Home

Rechtbank Midden-Nederland, 04-04-2024, ECLI:NL:RBMNE:2024:2352, 10991559 / MV EXPL 24-35

Rechtbank Midden-Nederland, 04-04-2024, ECLI:NL:RBMNE:2024:2352, 10991559 / MV EXPL 24-35

Gegevens

Instantie
Rechtbank Midden-Nederland
Datum uitspraak
4 april 2024
Datum publicatie
22 april 2024
Annotator
ECLI
ECLI:NL:RBMNE:2024:2352
Zaaknummer
10991559 / MV EXPL 24-35

Inhoudsindicatie

KG, mondeling uitspraak, vordering tot het opnemen van aanvullend geboorteverlof en ouderschapsverlof vader wordt toegewezen, werkgever heeft geen zwaarwegend bedrijfsbelang in de zin van artikel 4:3 lid 4 en 6:5 lid 3 Wazo dat in de weg staat aan het opnemen van geboorte- en ouderschapsverlof, onvoldoende aannemelijk gemaakt dat vier weken langere afwezigheid van werknemer voor ontwrichting zorgt.

Uitspraak

proces-verbaal

Civiel recht
kantonrechter

locatie Almere

Proces-verbaal van de mondelinge uitspraak, uitgesproken op 4 april 2024

in de zaak met zaaknummer / rolnummer 10991559 / MV EXPL 24-35 BW 31650 van

[eiser] ,
wonende te [woonplaats] ,
eiser, hierna ook te noemen: [eiser] ,
gemachtigde: mr. J.R. Versluis,

tegen

de besloten vennootschap met beperkte aansprakelijkheid
[gedaagde] B.V.,
gevestigd te [vestigingsplaats] ,
gedaagde, hierna ook te noemen: [gedaagde] ,
gemachtigde: mr. M.A.E. Spekreijse-Braakman.

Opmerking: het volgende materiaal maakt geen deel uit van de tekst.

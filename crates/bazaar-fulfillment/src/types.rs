//! Wire types for the fulfillment provider's REST API.
//!
//! ## Observed shape
//!
//! ### Listing
//! `GET /products` returns `{"data": [...], "meta": {...}}`. `meta` carries
//! `page` (1-based), `per_page`, `total`, and `total_pages`; some accounts
//! omit it entirely on single-page results, so it is optional.
//!
//! ### Identifiers
//! Product and variant ids arrive as JSON numbers on older accounts and as
//! strings on newer ones. Both are accepted and carried as strings.
//!
//! ### Prices
//! Usually decimal strings (`"19.99"`), occasionally bare numbers. Both are
//! accepted; numbers keep their literal text so no float rounding sneaks in.
//!
//! ### Images
//! Either plain URL strings or objects with `src` and an optional `position`.
//!
//! ### Errors
//! Error bodies come in three flavors: `{"error": {"message": "..."}}`,
//! `{"error": "..."}`, and `{"message": "..."}`.

use std::collections::BTreeMap;

use chrono::{DateTime, Utc};
use serde::Deserialize;

/// A page of results from the listing endpoint.
#[derive(Debug, Clone, PartialEq)]
pub struct Page<T> {
    pub items: Vec<T>,
    /// 1-based page number.
    pub page: u32,
    pub per_page: u32,
    pub total: u64,
    pub total_pages: u32,
}

impl<T> Page<T> {
    #[must_use]
    pub fn has_next_page(&self) -> bool {
        self.page < self.total_pages
    }
}

/// Top-level response from `GET /products`.
#[derive(Debug, Deserialize)]
pub struct ListEnvelope {
    pub data: Vec<WireItem>,
    #[serde(default)]
    pub meta: Option<PageMeta>,
}

/// Top-level response from `GET /products/{id}`.
#[derive(Debug, Deserialize)]
pub struct ItemEnvelope {
    pub data: WireItem,
}

#[derive(Debug, Clone, Deserialize)]
pub struct PageMeta {
    #[serde(default)]
    pub page: Option<u32>,
    #[serde(default)]
    pub per_page: Option<u32>,
    #[serde(default)]
    pub total: Option<u64>,
    #[serde(default)]
    pub total_pages: Option<u32>,
}

/// Identifier sent either as a JSON number or a string.
#[derive(Debug, Clone, Deserialize, PartialEq, Eq)]
#[serde(untagged)]
pub enum WireId {
    Num(i64),
    Str(String),
}

impl std::fmt::Display for WireId {
    fn fmt(&self, f: &mut std::fmt::Formatter<'_>) -> std::fmt::Result {
        match self {
            WireId::Num(n) => write!(f, "{n}"),
            WireId::Str(s) => f.write_str(s),
        }
    }
}

/// Price sent either as a decimal string or a bare JSON number.
#[derive(Debug, Clone, Deserialize, PartialEq)]
#[serde(untagged)]
pub enum WirePrice {
    Str(String),
    Num(serde_json::Number),
}

impl WirePrice {
    /// The literal text of the price, as sent.
    #[must_use]
    pub fn as_text(&self) -> String {
        match self {
            WirePrice::Str(s) => s.trim().to_owned(),
            WirePrice::Num(n) => n.to_string(),
        }
    }
}

#[derive(Debug, Clone, Deserialize, PartialEq)]
#[serde(untagged)]
pub enum WireImage {
    Url(String),
    Object {
        src: String,
        #[serde(default)]
        position: Option<i32>,
    },
}

impl WireImage {
    #[must_use]
    pub fn src(&self) -> &str {
        match self {
            WireImage::Url(src) | WireImage::Object { src, .. } => src,
        }
    }

    #[must_use]
    pub fn position(&self) -> Option<i32> {
        match self {
            WireImage::Url(_) => None,
            WireImage::Object { position, .. } => *position,
        }
    }
}

/// A single product as sent by the provider.
#[derive(Debug, Clone, Deserialize)]
pub struct WireItem {
    pub id: WireId,
    pub title: String,
    #[serde(default)]
    pub description: Option<String>,
    #[serde(default)]
    pub sku: Option<String>,
    pub price: WirePrice,
    /// Defaults to USD in normalization when absent.
    #[serde(default)]
    pub currency: Option<String>,
    #[serde(default, alias = "inventory")]
    pub inventory_count: Option<i64>,
    #[serde(default)]
    pub images: Vec<WireImage>,
    #[serde(default)]
    pub variants: Vec<WireVariant>,
    #[serde(default)]
    pub tags: Vec<String>,
    #[serde(default)]
    pub categories: Vec<String>,
    #[serde(default)]
    pub vendor: Option<String>,
    #[serde(default)]
    pub updated_at: Option<DateTime<Utc>>,
}

#[derive(Debug, Clone, Deserialize)]
pub struct WireVariant {
    pub id: WireId,
    #[serde(default)]
    pub title: Option<String>,
    #[serde(default)]
    pub sku: Option<String>,
    /// Falls back to the parent item's price when absent.
    #[serde(default)]
    pub price: Option<WirePrice>,
    #[serde(default, alias = "inventory")]
    pub inventory_count: Option<i64>,
    #[serde(default)]
    pub options: BTreeMap<String, String>,
}

/// Pulls a human-readable message out of an error response body, if there is one.
pub(crate) fn upstream_message(body: &str) -> Option<String> {
    let value: serde_json::Value = serde_json::from_str(body).ok()?;
    let error = value.get("error");

    let message = error
        .and_then(|e| e.get("message"))
        .and_then(serde_json::Value::as_str)
        .or_else(|| error.and_then(serde_json::Value::as_str))
        .or_else(|| value.get("message").and_then(serde_json::Value::as_str))?;

    let message = message.trim();
    (!message.is_empty()).then(|| message.to_owned())
}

Aanwezig zijn mr. M.M.J. Schoenaker, kantonrechter, en mr. W. Boers, griffier.

Na uitroeping van de zaak verschijnen:

- [eiser] , bijgestaan door mr. Versluis,

-Namens [gedaagde] : dhr. [A] (bestuurder), bijgestaan door mr. Spekreijse-Braakman.

1 Het procesverloop

1.1.

De kantonrechter heeft de volgende stukken ontvangen en gelezen:

- de betekende dagvaarding van 20 maart 2024 met 12 producties,
- de producties 1 tot en met 3 van [gedaagde] .

1.2.

De mondelinge behandeling heeft plaatsgevonden op de locatie van deze rechtbank in Lelystad op 4 april 2024. De griffier heeft aantekeningen gemaakt van wat besproken is met partijen. Partijen hebben hun standpunten toegelicht aan de hand van spreekaantekeningen.

1.3.

Na afloop van de mondelinge behandeling heeft de kantonrechter, na een korte schorsing, met toepassing van artikel 29a van het Wetboek van Burgerlijke Rechtsvordering op de zitting een mondelinge beschikking gegeven.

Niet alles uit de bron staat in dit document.